BWS Stories - "Born in the U.S.A."...Childhood Memories "Born in the U.S.A."...Childhood Memories - Treasured Truths Joyce Faulkner is the author of Losing Patience, a collection of short stories that ponders the natural and supernatural aspects of mortality. Visit her at www.losingpatience.com.
Treasured Truths
I am a baby boomer. To those of you raised in saner times, you must wonder why we boomers chose to rebel when we reached young adulthood. After all, how DOES one explain Woodstock or be-ins or the great bra barbeques of the late sixties?
It all goes back to important truths our parents taught us as children. Some of them were amusing, most were confusing and all have the stamp of mid-America in the 1950s and 60s. Unfortunately for my parents and for me, I was one of those kids who never quite “got” the point of their exhortations and now, looking back, they make me smile.
For example, a precept learned at my father’s knee concerned the evils of communism. As I understood it at age five, communism was a disease that you could catch if you talked with someone that had it. It was akin to small pox, polio and measles. As a child used to vaccinations and sugar cube doses, I expected a shot would be forthcoming.
I was willing to accept without question the idea that ‘America is the best country in the world’ until I realized that the people who said that had never been to any other countries. Since I was a simple-minded kid, I couldn’t understand the use of the word ‘best’ without a basis for comparison. My relatives scowled and suggested that I take their word for it.
They gave me the same answer when I questioned the oft-discussed notion that people from other countries smell. Okay, I could accept that. Throughout my grade school years, I imagined that Germans smelled like German chocolate, Swedes smelled like Swedish meatballs and Italians smelled like spaghetti. Does that mean Martians smell like Mars bars?
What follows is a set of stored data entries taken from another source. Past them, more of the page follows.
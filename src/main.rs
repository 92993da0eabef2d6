use std::path::{Path, PathBuf};
use std::process::ExitCode;

use clap::{Args, Parser, Subcommand};
use log::info;

use typescript_all_in::diagnostic::Tsc;
use typescript_all_in::fix::{self, FixOptions};
use typescript_all_in::print::{CommandFormatter, NoopFormatter, Reformatter};
use typescript_all_in::{rename, undo, Result};

/// Initialize logger based on verbose flag
fn init_logger(verbose: bool) {
    let mut log_builder = env_logger::Builder::from_default_env();
    if verbose {
        log_builder.filter_level(log::LevelFilter::Debug);
    } else {
        log_builder.filter_level(log::LevelFilter::Off);
    }
    log_builder.init();
}

#[derive(Parser)]
#[command(name = "typescript-all-in")]
#[command(about = "Migrate a JavaScript project to TypeScript by suppressing every type error", long_about = None)]
#[command(version)]
struct Cli {
    /// Show progress and debug output
    #[arg(long, short = 'v', global = true)]
    verbose: bool,

    #[command(subcommand)]
    command: Commands,
}

#[derive(Subcommand)]
enum Commands {
    /// Rename JavaScript files to TypeScript, then suppress every type error
    Convert {
        #[command(flatten)]
        project: ProjectArgs,

        #[command(flatten)]
        check: CheckArgs,
    },

    /// Rename .js and .jsx files to .ts and .tsx
    Rename {
        #[command(flatten)]
        project: ProjectArgs,
    },

    /// Add a suppression comment in front of every type error
    Fix {
        #[command(flatten)]
        project: ProjectArgs,

        #[command(flatten)]
        check: CheckArgs,
    },

    /// Remove all suppression comments
    Undo {
        #[command(flatten)]
        project: ProjectArgs,
    },
}

#[derive(Args)]
struct ProjectArgs {
    /// Project root
    #[arg(value_name = "PATH", default_value = ".")]
    path: PathBuf,

    /// Skip paths containing this substring
    #[arg(long, value_name = "SUBSTRING", default_value = "node_modules")]
    ignore: Vec<String>,
}

#[derive(Args)]
struct CheckArgs {
    /// Type checker executable
    #[arg(long, value_name = "PROGRAM", default_value = "tsc")]
    tsc: String,

    /// Formatter run over every rewritten file, fed through stdin
    #[arg(long, value_name = "PROGRAM")]
    formatter: Option<String>,
}

fn fix_project(project: &ProjectArgs, check: &CheckArgs) -> Result<()> {
    let checker = Tsc::new(check.tsc.as_str());
    let formatter: Box<dyn Reformatter> = match &check.formatter {
        Some(program) => Box::new(CommandFormatter::new(
            program.as_str(),
            vec!["--stdin-filepath".to_string()],
        )),
        None => Box::new(NoopFormatter),
    };

    let options = FixOptions {
        ignore: project.ignore.clone(),
    };
    let report = fix::run(&project.path, &options, &checker, formatter.as_ref())?;
    if report.files_skipped > 0 {
        info!("Skipped {} files that could not be processed", report.files_skipped);
    }
    Ok(())
}

fn rename_project(path: &Path, ignore: &[String]) -> Result<()> {
    let renamed = rename::move_to_typescript(path, ignore)?;
    info!("Renamed {} files", renamed.len());
    Ok(())
}

fn run(cli: Cli) -> Result<()> {
    match cli.command {
        Commands::Convert { project, check } => {
            rename_project(&project.path, &project.ignore)?;
            fix_project(&project, &check)
        }
        Commands::Rename { project } => rename_project(&project.path, &project.ignore),
        Commands::Fix { project, check } => fix_project(&project, &check),
        Commands::Undo { project } => {
            let changed = undo::undo_ignore_comments(&project.path, &project.ignore)?;
            info!("Removed comments from {} files", changed.len());
            Ok(())
        }
    }
}

fn main() -> ExitCode {
    let cli = Cli::parse();
    init_logger(cli.verbose);

    match run(cli) {
        Ok(()) => ExitCode::SUCCESS,
        Err(e) => {
            eprintln!("Error: {}", e);
            ExitCode::FAILURE
        }
    }
}

#[cfg(test)]
mod tests {
    use clap::CommandFactory;

    use super::*;

    #[test]
    fn cli_is_well_formed() {
        Cli::command().debug_assert();
    }

    #[test]
    fn logging_is_opt_in() {
        let cli = Cli::try_parse_from(["typescript-all-in", "fix", "app"]).unwrap();
        assert!(!cli.verbose);

        let cli = Cli::try_parse_from(["typescript-all-in", "fix", "app", "-v"]).unwrap();
        assert!(cli.verbose);

        assert!(Cli::try_parse_from(["typescript-all-in", "-q", "fix", "app"]).is_err());
    }
}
At age seven, religion was very confusing to me. As best as I could make out, God was an insecure and jealous old man with a very long beard who was afraid that I might like someone else better. I found his pushy attitude annoying and resolved to stay clear of all old men thereby stunning my Sunday school teacher and embarrassing my mother.
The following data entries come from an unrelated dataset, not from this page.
use std::fs;
use std::path::{Path, PathBuf};

use log::{debug, info};
use once_cell::sync::Lazy;
use regex::Regex;
use walkdir::WalkDir;

use crate::annotate::SENTINEL;
use crate::config::is_ignored;
use crate::error::{Error, Result};

/// Matches a suppression comment in either spelling.
static SUPPRESSION: Lazy<Regex> = Lazy::new(|| {
    Regex::new(&format!(
        r"(//[ \t]*{sentinel}|/\*\s*{sentinel}\s*\*/)",
        sentinel = regex::escape(SENTINEL)
    ))
    .expect("suppression pattern is valid")
});

/// Removes every suppression comment from `source`.
///
/// Lines that held nothing but suppression comments are removed entirely; other lines keep
/// their code.
pub fn remove_suppressions(source: &str) -> String {
    source
        .split('\n')
        .filter_map(|line| {
            if !SUPPRESSION.is_match(line) {
                return Some(line.to_string());
            }

            let stripped = SUPPRESSION.replace_all(line, "");
            if stripped.trim().is_empty() {
                None
            } else {
                Some(stripped.trim_end().to_string())
            }
        })
        .collect::<Vec<_>>()
        .join("\n")
}

/// Recursively finds `.ts` and `.tsx` files under `root`, skipping ignored paths.
pub fn find_typescript_files(root: &Path, ignore: &[String]) -> Result<Vec<PathBuf>> {
    let mut files = Vec::new();
    let walker = WalkDir::new(root)
        .into_iter()
        .filter_entry(|entry| !is_ignored(entry.path(), ignore));

    for entry in walker {
        let entry = entry?;
        let path = entry.path();
        if entry.file_type().is_file()
            && matches!(path.extension().and_then(|ext| ext.to_str()), Some("ts") | Some("tsx"))
        {
            files.push(path.to_path_buf());
        }
    }

    files.sort();
    Ok(files)
}

/// Strips suppression comments from every TypeScript file under `root`.
///
/// Returns the files that changed; files without suppression comments are not rewritten.
pub fn undo_ignore_comments(root: &Path, ignore: &[String]) -> Result<Vec<PathBuf>> {
    let files = find_typescript_files(root, ignore)?;
    info!("Removing comments in {} files", files.len());

    let mut changed = Vec::new();
    for path in files {
        let source = fs::read_to_string(&path).map_err(|e| Error::io(&path, e))?;
        let cleaned = remove_suppressions(&source);
        if cleaned == source {
            continue;
        }

        fs::write(&path, cleaned).map_err(|e| Error::io(&path, e))?;
        debug!("Removed comments from {}", path.display());
        changed.push(path);
    }

    Ok(changed)
}

#[cfg(test)]
mod tests {
    use std::fs;

    use pretty_assertions::assert_eq;

    use super::*;
    use crate::annotate::{BLOCK_COMMENT, LINE_COMMENT};

    #[test]
    fn removes_all_comments() {
        let source = "
}).pipe(
tap(requestResponse => {
    if (
    // @ts-ignore typescript-all-in
    requestResponse.code >= 300
    ) {
    throw new Error(getErrorMessage(requestResponse));
    }
})
        ";
        let cleaned = remove_suppressions(source);

        assert!(!cleaned.contains(SENTINEL));
        assert_eq!(cleaned.lines().count(), source.lines().count() - 1);
    }

    #[test]
    fn keeps_code_sharing_a_line() {
        assert_eq!(
            remove_suppressions(&format!("return 3 * {}\n    str;", LINE_COMMENT)),
            "return 3 *\n    str;"
        );
        assert_eq!(
            remove_suppressions(&format!("const a = {} 1;", BLOCK_COMMENT)),
            "const a =  1;"
        );
    }

    #[test]
    fn keeps_other_ignore_comments() {
        let source = "// @ts-ignore\nconst a: number = \"b\";\n";
        assert_eq!(remove_suppressions(source), source);
    }

    #[test]
    fn rewrites_only_annotated_files() {
        let dir = tempfile::tempdir().unwrap();
        let root = dir.path();
        fs::write(root.join("a.ts"), format!("{}\nconst a: number = \"a\";\n", LINE_COMMENT)).unwrap();
        fs::write(root.join("b.ts"), "const b = 1;\n").unwrap();
        fs::write(root.join("c.js"), format!("{}\nconst c = 1;\n", LINE_COMMENT)).unwrap();

        let changed = undo_ignore_comments(root, &[]).unwrap();

        assert_eq!(changed, vec![root.join("a.ts")]);
        assert_eq!(
            fs::read_to_string(root.join("a.ts")).unwrap(),
            "const a: number = \"a\";\n"
        );
        assert!(fs::read_to_string(root.join("c.js")).unwrap().contains(SENTINEL));
    }
}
Like many men of his generation, my father had strong feelings about gender. No daughter of his was going to work or wear black patent shoes or go swimming in two piece bathing suits. It was unladylike to take shop or physics, but home economics and typing was okay. A wife should be physically weaker than her husband or risk being considered a dyke, whatever that was. If a female is raped, it’s her own damned fault -- and of course, a girl should never be too smart.
By fourteen, I was overwhelmed with dozens of inexplicable prohibitions aimed at keeping me pure and dull so that some man would want to marry me -- whether that was what I wanted didn’t seem to matter.
My mother had a list of issues too. First off, all little girls wanted to be Miss America. My apathy on that question was an unforgivable lapse of girlish protocol. Dancing lessons were appropriate but baseball and band were too ‘boyish’. Other womanly precepts were: never, ever leave the house without drawing on your eyebrows, don’t let anyone see you with curlers in your hair and make sure that your nipples don’t show through your blouse. (Nipples showing through blouses were one of the reasons that rape was the girl’s fault since men cannot control themselves when they see them.) This led me to believe that breasts were powerful weapons in the war between the sexes -- one of the few ideas gleaned from those days that have proven to be useful.
Drugs had their own mystique. Marijuana drove you mad but you had a God-given right to smoke cigarettes anywhere you wanted. “Diet” pills got you up and “Nerve” pills took you down. “Hard” drugs led you straight to hell. One had to be especially wary of dope fiends as they were akin to communists and talking to them meant you might “catch” a taste for heroin.
Booze was bad but beer was manly. Women could sip white wine while holding their noses and pretending not to like it. Martinis were for city folk. Highballs, like sex, were for medicinal purposes only. Drinking in general was another reason why rape was the woman’s fault.
Old maids went to college to find a husband. They took things like English and Library Sciences. Engineering, medical school and architecture were out of the question. Women couldn’t wear slacks on campus unless they were also wearing a raincoat. Presumably, this was because men couldn’t control themselves if they saw our thighs either. This led me to eye men with a modicum of suspicion lest they run amuck at any moment.
The corporate world was no less confusing. Some companies hired only unmarried women. When you acquired a husband, you lost your job. Other employers let you work until your first pregnancy, but you had to leave before you started ‘showing’. No matter what position a woman applied for, she was compelled to take a typing test. Only prissy men could type unless they were in the military and prissy men weren’t allowed in the military.
Other unquestioned truths were: only white protestant men could be president, General Motors would never knowingly make a bad vehicle, and it doesn’t matter how smart or well-educated you are, the person who yells the loudest wins the argument.
By the time I grew up, I knew many of these precepts were bunk. After all, I listened to a fair amount of rock and roll in my youth and the devil didn’t come visiting. I stopped wearing raincoats over my jeans many moons ago and no one has lost control and ravaged me. However, as I moved into chubby middle-age, I realized my dad was right about one thing. Two piece swimsuits ARE a bad idea.